Set the records down once more so that they match the source word for word.
─── TASK INPUT ───
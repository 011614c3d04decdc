//! Error types for the bot core.

use memobot_core::error::MemobotError;
use memobot_storage::StoreError;

use crate::ingest::CyclePhase;

/// A command could not be parsed from the message text.
///
/// Always rendered back to the user; never a system fault.
#[derive(Debug, Clone, PartialEq, Eq, thiserror::Error)]
pub enum UsageError {
    /// A required argument is missing. Carries the usage line.
    #[error("Usage: {0}")]
    MissingArgument(&'static str),
    /// An argument is present but malformed.
    #[error("{0}")]
    InvalidArgument(String),
}

/// User-facing command failures, rendered as reply text.
#[derive(Debug, Clone, PartialEq, Eq, thiserror::Error)]
pub enum CommandError {
    #[error("No value found for key '{0}'.")]
    KeyNotFound(String),
    #[error("No message found with id {0}")]
    MessageNotFound(String),
    #[error("{0}")]
    InvalidArgument(String),
    #[error("Usage: {0}")]
    Usage(&'static str),
}

impl From<UsageError> for CommandError {
    fn from(err: UsageError) -> Self {
        match err {
            UsageError::MissingArgument(usage) => CommandError::Usage(usage),
            UsageError::InvalidArgument(msg) => CommandError::InvalidArgument(msg),
        }
    }
}

/// Errors from the update provider.
#[derive(Debug, thiserror::Error)]
pub enum FetchError {
    #[error("bot token is not configured")]
    MissingToken,
    #[error("request failed: {0}")]
    Request(String),
    #[error("http {status}: {body}")]
    Http { status: u16, body: String },
    #[error("provider rejected request: {0}")]
    Api(String),
    #[error("response decode failed: {0}")]
    Decode(String),
}

impl From<reqwest::Error> for FetchError {
    fn from(err: reqwest::Error) -> Self {
        if err.is_decode() {
            FetchError::Decode(err.to_string())
        } else {
            FetchError::Request(err.to_string())
        }
    }
}

/// Errors surfaced inside one ingestion cycle.
#[derive(Debug, thiserror::Error)]
pub enum BotError {
    #[error("fetch error: {0}")]
    Fetch(#[from] FetchError),
    #[error(transparent)]
    Store(#[from] StoreError),
    #[error("reply delivery failed: {0}")]
    Delivery(String),
    #[error("invalid cycle transition: {0:?} -> {1:?}")]
    InvalidTransition(CyclePhase, CyclePhase),
}

impl From<BotError> for MemobotError {
    fn from(err: BotError) -> Self {
        match err {
            BotError::Fetch(e) => MemobotError::Fetch(e.to_string()),
            BotError::Store(e) => MemobotError::Storage(e.to_string()),
            BotError::Delivery(msg) => MemobotError::Delivery(msg),
            other => MemobotError::Storage(other.to_string()),
        }
    }
}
───
THE ANSWER -
repository 011614c3d04decdc
//! Error types for the bot core.

use memobot_core::error::MemobotError;
use memobot_storage::StoreError;

use crate::ingest::CyclePhase;

/// A command could not be parsed from the message text.
///
/// Always rendered back to the user; never a system fault.
#[derive(Debug, Clone, PartialEq, Eq, thiserror::Error)]
pub enum UsageError {
    /// A required argument is missing. Carries the usage line.
    #[error("Usage: {0}")]
    MissingArgument(&'static str),
    /// An argument is present but malformed.
    #[error("{0}")]
    InvalidArgument(String),
}

/// User-facing command failures, rendered as reply text.
#[derive(Debug, Clone, PartialEq, Eq, thiserror::Error)]
pub enum CommandError {
    #[error("No value found for key '{0}'.")]
    KeyNotFound(String),
    #[error("No message found with id {0}")]
    MessageNotFound(String),
    #[error("{0}")]
    InvalidArgument(String),
    #[error("Usage: {0}")]
    Usage(&'static str),
}

impl From<UsageError> for CommandError {
    fn from(err: UsageError) -> Self {
        match err {
            UsageError::MissingArgument(usage) => CommandError::Usage(usage),
            UsageError::InvalidArgument(msg) => CommandError::InvalidArgument(msg),
        }
    }
}

/// Errors from the update provider.
#[derive(Debug, thiserror::Error)]
pub enum FetchError {
    #[error("bot token is not configured")]
    MissingToken,
    #[error("request failed: {0}")]
    Request(String),
    #[error("http {status}: {body}")]
    Http { status: u16, body: String },
    #[error("provider rejected request: {0}")]
    Api(String),
    #[error("response decode failed: {0}")]
    Decode(String),
}

impl From<reqwest::Error> for FetchError {
    fn from(err: reqwest::Error) -> Self {
        if err.is_decode() {
            FetchError::Decode(err.to_string())
        } else {
            FetchError::Request(err.to_string())
        }
    }
}

/// Errors surfaced inside one ingestion cycle.
#[derive(Debug, thiserror::Error)]
pub enum BotError {
    #[error("fetch error: {0}")]
    Fetch(#[from] FetchError),
    #[error(transparent)]
    Store(#[from] StoreError),
    #[error("reply delivery failed: {0}")]
    Delivery(String),
    #[error("invalid cycle transition: {0:?} -> {1:?}")]
    InvalidTransition(CyclePhase, CyclePhase),
}

impl From<BotError> for MemobotError {
    fn from(err: BotError) -> Self {
        match err {
            BotError::Fetch(e) => MemobotError::Fetch(e.to_string()),
            BotError::Store(e) => MemobotError::Storage(e.to_string()),
            BotError::Delivery(msg) => MemobotError::Delivery(msg),
            other => MemobotError::Storage(other.to_string()),
        }
    }
}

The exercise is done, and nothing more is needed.